A detta di tutti, l’alto tasso di decessi per coronavirus in Svezia è la prova che il Paese scandinavo ha commesso un tremendo errore nella gestione dell’epidemia. La Svezia, che non ha imposto un rigido lockdown, facendo affidamento al senso di responsabilità dei cittadini, registra 556 vittime per milione di abitanti (classificandosi 7ª al mondo), rispetto alle 105 della vicina Danimarca e alle 47 della Norvegia. Negli ultimi giorni, però, le vittime causate dall’epidemia in Svezia sono calate drasticamente e ora si stanno avvicinando a zero.
Tra il 30 giugno e il 6 luglio, la Svezia ha registrato meno di 5 morti al giorno, fatta eccezione per un unico giorno nell’intervallo considerato. Il calo dei nuovi casi diagnosticati è stato persino più forte. A fine giugno, la Svezia registrava oltre 1.800 casi positivi al giorno. Oggi, poche settimane dopo, solo un sesto di questa cifra risulta positivo su base giornaliera.
Per spiegare questi numeri in calo, gli esperti hanno indicato una serie di motivi, tra cui l’arrivo dell’estate, con meno persone negli uffici e più distanza, e le misure adottate per proteggere le persone nelle case di riposo. Johan Carlson, direttore generale dell’agenzia di sanità pubblica della Svezia, ha indicato “l’effetto del mantenimento del distanziamento sociale” per il calo osservato. Le autorità svedesi dichiarano che la ragione della crescita del tasso dei casi a giugno sono i maggiori test effettuati.

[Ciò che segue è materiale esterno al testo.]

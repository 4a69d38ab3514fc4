//! Reference data: the status graph and the dispute reason catalog.
//! Served without caller identity; nothing here is order-specific.

use axum::extract::Path;
use axum::routing::get;
use axum::{Json, Router};
use kicks_escrow::{dispute_catalog, valid_next_statuses, EscrowStatus};
use serde::{Deserialize, Serialize};
use utoipa::ToSchema;

use crate::error::AppError;
use crate::state::AppState;

/// Outgoing edges of one status.
#[derive(Debug, Serialize, Deserialize, ToSchema)]
pub struct StatusTransitionsResponse {
    pub status: String,
    pub terminal: bool,
    pub valid_next_statuses: Vec<String>,
}

/// One catalog reason.
#[derive(Debug, Serialize, Deserialize, ToSchema)]
pub struct DisputeReasonView {
    pub code: String,
    pub label: String,
}

/// The versioned dispute reason catalog.
#[derive(Debug, Serialize, Deserialize, ToSchema)]
pub struct DisputeCatalogResponse {
    pub version: u32,
    pub reasons: Vec<DisputeReasonView>,
}

/// GET /v1/escrow/statuses/{status}/next: Statuses reachable in one step.
#[utoipa::path(
    get,
    path = "/v1/escrow/statuses/{status}/next",
    params(("status" = String, Path, description = "Escrow status, e.g. \"shipped\"")),
    responses(
        (status = 200, description = "Outgoing edges", body = StatusTransitionsResponse),
        (status = 404, description = "Unknown status", body = crate::error::ErrorBody),
    ),
    tag = "reference"
)]
pub(crate) async fn next_statuses(
    Path(status): Path<String>,
) -> Result<Json<StatusTransitionsResponse>, AppError> {
    let status: EscrowStatus = status
        .parse()
        .map_err(|e| AppError::NotFound(format!("{e}")))?;
    Ok(Json(StatusTransitionsResponse {
        status: status.as_str().to_string(),
        terminal: status.is_terminal(),
        valid_next_statuses: valid_next_statuses(status)
            .iter()
            .map(|s| s.as_str().to_string())
            .collect(),
    }))
}

/// GET /v1/escrow/dispute-reasons: Dispute reason catalog.
#[utoipa::path(
    get,
    path = "/v1/escrow/dispute-reasons",
    responses(
        (status = 200, description = "Catalog", body = DisputeCatalogResponse),
    ),
    tag = "reference"
)]
pub(crate) async fn dispute_reasons() -> Json<DisputeCatalogResponse> {
    let (version, entries) = dispute_catalog();
    Json(DisputeCatalogResponse {
        version,
        reasons: entries
            .into_iter()
            .map(|e| DisputeReasonView {
                code: e.code.to_string(),
                label: e.label.to_string(),
            })
            .collect(),
    })
}

/// Build the reference data router.
pub fn router() -> Router<AppState> {
    Router::new()
        .route("/v1/escrow/statuses/{status}/next", get(next_statuses))
        .route("/v1/escrow/dispute-reasons", get(dispute_reasons))
}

Jan Albert, professore di malattie infettive al Karolinska Institutet, ha indicato che, sebbene sia difficile dire quali siano i motivi precisi, “probabilmente una combinazione di stagione, parziale immunità di gregge e distanziamento sociale” ha contribuito alla riduzione dei casi.
La Svezia non ha imposto un rigido lockdown, permettendo alle persone di vivere una vita relativamente normale nonostante l’epidemia. Ha vietato gli assembramenti con oltre 50 persone, imposto limiti ai clienti nei ristoranti, esortato a seguire le regole del distanziamento sociale e vietato le visite alle case di riposo (anche se questa misura è arrivata in ritardo ed è considerata come la causa dell’elevata mortalità registrata tra gli anziani ospiti delle strutture). Con quasi tutto il mondo il lockdown, le immagini degli svedesi nei bar e nei ristoranti sembravano provenire da un’altra dimensione: nessuno indossava la mascherina e i ragazzi al di sotto dei 16 anni hanno continuato ad andare a scuola.
Chi ha criticato l’approccio soft della Svezia, dopo la prima fase dell’epidemia, ora si appiglia ad altri fattori per denigrare a tutti i costi la strategia nazionale: la bassa densità di popolazione, l’alto tasso di famiglie con un solo componente, il distanziamento sociale come parte della cultura svedese e persino il fatto che gli svedesi non parlino abbastanza da permettere la diffusione delle droplets. Ormai si confronta la Svezia solo con i suoi vicini scandinavi in cui il tasso di decessi è minore, ma non si considera che il Regno Unito ha 676 vittime ogni milione di abitanti e che il Belgio (che ha imposto il lockdown una settimana prima del Regno Unito) ha 845 morti ogni milione di abitanti ed è il peggior Paese per tasso di mortalità al mondo.
Scuole aperte in Svezia
Il dipartimento di salute pubblica svedese, inoltre, ha reso noto i dati sull’incidenza del COVID-19 sui minori. Nella fascia tra 6-15 anni, su una popolazione di 1,2 milioni, si sono registrati 370 casi, mentre nella scuola secondaria (fascia d’età tra 16-19 anni) sono 680. Confrontati con la vicina Finlandia, dove le scuole sono rimaste chiuse, il dato è sorprendente (vedi tabelle in fondo all’articolo): “l’incidenza cumulativa generale tra i bambini in età scolare in Finlandia e Svezia è simile nonostante la Finlandia abbia chiuso le scuole per la maggior parte dei bambini e la Svezia no”, si legge nello studio.
Lo studio è giunto alla conclusione che “la chiusura della scuole non ha avuto effetti misurabili sul numero di casi di COVID-19 tra i bambini. I bambini non sono un gruppo a grande rischio della malattia COVID-19 e sembrano svolgere un ruolo meno importante dal punto di vista della trasmissione, sebbene siano necessari una sorveglianza più attiva e studi speciali sulla trasmissione a scuola e in famiglia. Gli effetti negativi della chiusura delle scuole devono essere ponderati contro i possibili effetti positivi indiretti che potrebbe avere sulla mitigazione della pandemia”.